Somebody mentioned ignition module failure. Where is it and how do I check it?


----------



## 30yearTech (Sep 14, 2006)

Easy way to check is to just prime the engine with a little fuel. If it starts and runs out the prime then ignition is good and carb. needs work.


----------



## Floridacruiser (Jun 4, 2005)

Nothing wrong with the Anti-Afterfire Solenoid. It switches back and forth fine. You unplug it and the engine stops running. 
I put in a new spark plug, fuel filter and shut off valve in the gas line. Also...checked the cap for vent blockage. 

Checked the spark while cranking and it is hot and jumps far. 

Pulled the carbuerator and cleaned it. Didn't need it...it was clean as a new one.
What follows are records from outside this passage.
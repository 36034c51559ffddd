//! Shape checks applied to live payloads before they are accepted.
//!
//! Only the outer shape is checked here. Row contents are the cleaner's business;
//! a payload that passes this check can still have every row dropped downstream.

use serde_json::Value;

use crate::errors::MarketDataError;
use crate::models::DatasetKind;

/// Accepts a decoded body if it has a tabular shape for `kind`.
///
/// Market feeds return an array of coin objects (a single object is tolerated).
/// News feeds return `{"articles": [...]}` or a bare array of articles.
pub fn check_shape(kind: DatasetKind, payload: &Value) -> Result<usize, MarketDataError> {
    let rows = match (kind, payload) {
        (_, Value::Array(rows)) => rows.len(),
        (DatasetKind::Market, Value::Object(_)) => 1,
        (DatasetKind::News, Value::Object(map)) => match map.get("articles") {
            Some(Value::Array(articles)) => articles.len(),
            Some(_) => {
                return Err(MarketDataError::MalformedPayload {
                    kind,
                    message: "'articles' is not an array".to_string(),
                })
            }
            None => {
                let message = map
                    .get("message")
                    .and_then(Value::as_str)
                    .map(|m| format!("no 'articles' field ({})", m))
                    .unwrap_or_else(|| "no 'articles' field".to_string());
                return Err(MarketDataError::MalformedPayload { kind, message });
            }
        },
        (_, other) => {
            return Err(MarketDataError::MalformedPayload {
                kind,
                message: format!("expected an array or object, got {}", json_type(other)),
            })
        }
    };

    if rows == 0 {
        return Err(MarketDataError::EmptyPayload { kind });
    }
    Ok(rows)
}

fn json_type(value: &Value) -> &'static str {
    match value {
        Value::Null => "null",
        Value::Bool(_) => "boolean",
        Value::Number(_) => "number",
        Value::String(_) => "string",
        Value::Array(_) => "array",
        Value::Object(_) => "object",
    }
}

#[cfg(test)]
mod tests {
    use super::*;
    use serde_json::json;

    #[test]
    fn test_market_array_accepted() {
        let payload = json!([{"id": "bitcoin"}, {"id": "ethereum"}]);
        assert_eq!(check_shape(DatasetKind::Market, &payload).unwrap(), 2);
    }

    #[test]
    fn test_news_articles_accepted() {
        let payload = json!({"status": "ok", "articles": [{"title": "a"}]});
        assert_eq!(check_shape(DatasetKind::News, &payload).unwrap(), 1);
    }

    #[test]
    fn test_news_error_body_rejected() {
        let payload = json!({"status": "error", "message": "apiKey missing"});
        let err = check_shape(DatasetKind::News, &payload).unwrap_err();
        assert!(err.to_string().contains("apiKey missing"));
    }

    #[test]
    fn test_scalar_rejected() {
        let err = check_shape(DatasetKind::Market, &json!("oops")).unwrap_err();
        assert!(matches!(err, MarketDataError::MalformedPayload { .. }));
    }

    #[test]
    fn test_empty_array_rejected() {
        let err = check_shape(DatasetKind::Market, &json!([])).unwrap_err();
        assert!(matches!(err, MarketDataError::EmptyPayload { .. }));
    }
}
Blew through all holes and put back on engine. 

NOW...The only thing I observed is while it is running at a slow speed (the only speed it runs) is that the black rubber hose running from the plastic elbow (where the air filter sits) to the top of the engine. It has no suction in or blowing out. WHAT SHOULD IT BE DOING? 

I can get it to run if I prime it or put it on full choke and crank it alot. BUT...it is running at a fast idle even when the throttle lever is set on max for mowing. 

It will not advance to max engine speed for mowing. Checked the throttle linkage and everything is working as it should.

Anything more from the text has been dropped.